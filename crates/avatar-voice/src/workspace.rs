//! Per-request scratch directory for intermediate audio and lip-sync artifacts.
//!
//! Every request gets its own directory under the work root, so concurrent requests
//! never touch each other's `message_<index>.*` files. The directory is removed when the
//! workspace is dropped.

use crate::error::{PipelineError, PipelineResult};
use std::path::{Path, PathBuf};
use tempfile::TempDir;
use uuid::Uuid;

pub struct RequestWorkspace {
    request_id: Uuid,
    dir: TempDir,
}

impl RequestWorkspace {
    /// Create `<root>/req-<request_id>-XXXXXX`, creating `root` if needed.
    pub async fn create(root: &Path, request_id: Uuid) -> PipelineResult<Self> {
        tokio::fs::create_dir_all(root)
            .await
            .map_err(|e| PipelineError::filesystem(root, e))?;
        let dir = tempfile::Builder::new()
            .prefix(&format!("req-{}-", request_id))
            .tempdir_in(root)
            .map_err(|e| PipelineError::filesystem(root, e))?;
        Ok(Self { request_id, dir })
    }

    pub fn request_id(&self) -> Uuid {
        self.request_id
    }

    pub fn path(&self) -> &Path {
        self.dir.path()
    }

    /// Synthesized speech for segment `index`.
    pub fn audio_path(&self, index: usize) -> PathBuf {
        self.artifact(index, "mp3")
    }

    /// Transcoded waveform fed to the aligner.
    pub fn waveform_path(&self, index: usize) -> PathBuf {
        self.artifact(index, "wav")
    }

    /// Aligner JSON output.
    pub fn lipsync_path(&self, index: usize) -> PathBuf {
        self.artifact(index, "json")
    }

    fn artifact(&self, index: usize, extension: &str) -> PathBuf {
        self.dir
            .path()
            .join(format!("message_{}.{}", index, extension))
    }
}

Problem statement — Please output each entry above exactly, leaving nothing out.

The answer —
filename crates/avatar-voice/src/workspace.rs
//! Per-request scratch directory for intermediate audio and lip-sync artifacts.
//!
//! Every request gets its own directory under the work root, so concurrent requests
//! never touch each other's `message_<index>.*` files. The directory is removed when the
//! workspace is dropped.

use crate::error::{PipelineError, PipelineResult};
use std::path::{Path, PathBuf};
use tempfile::TempDir;
use uuid::Uuid;

pub struct RequestWorkspace {
    request_id: Uuid,
    dir: TempDir,
}

impl RequestWorkspace {
    /// Create `<root>/req-<request_id>-XXXXXX`, creating `root` if needed.
    pub async fn create(root: &Path, request_id: Uuid) -> PipelineResult<Self> {
        tokio::fs::create_dir_all(root)
            .await
            .map_err(|e| PipelineError::filesystem(root, e))?;
        let dir = tempfile::Builder::new()
            .prefix(&format!("req-{}-", request_id))
            .tempdir_in(root)
            .map_err(|e| PipelineError::filesystem(root, e))?;
        Ok(Self { request_id, dir })
    }

    pub fn request_id(&self) -> Uuid {
        self.request_id
    }

    pub fn path(&self) -> &Path {
        self.dir.path()
    }

    /// Synthesized speech for segment `index`.
    pub fn audio_path(&self, index: usize) -> PathBuf {
        self.artifact(index, "mp3")
    }

    /// Transcoded waveform fed to the aligner.
    pub fn waveform_path(&self, index: usize) -> PathBuf {
        self.artifact(index, "wav")
    }

    /// Aligner JSON output.
    pub fn lipsync_path(&self, index: usize) -> PathBuf {
        self.artifact(index, "json")
    }

    fn artifact(&self, index: usize, extension: &str) -> PathBuf {
        self.dir
            .path()
            .join(format!("message_{}.{}", index, extension))
    }
}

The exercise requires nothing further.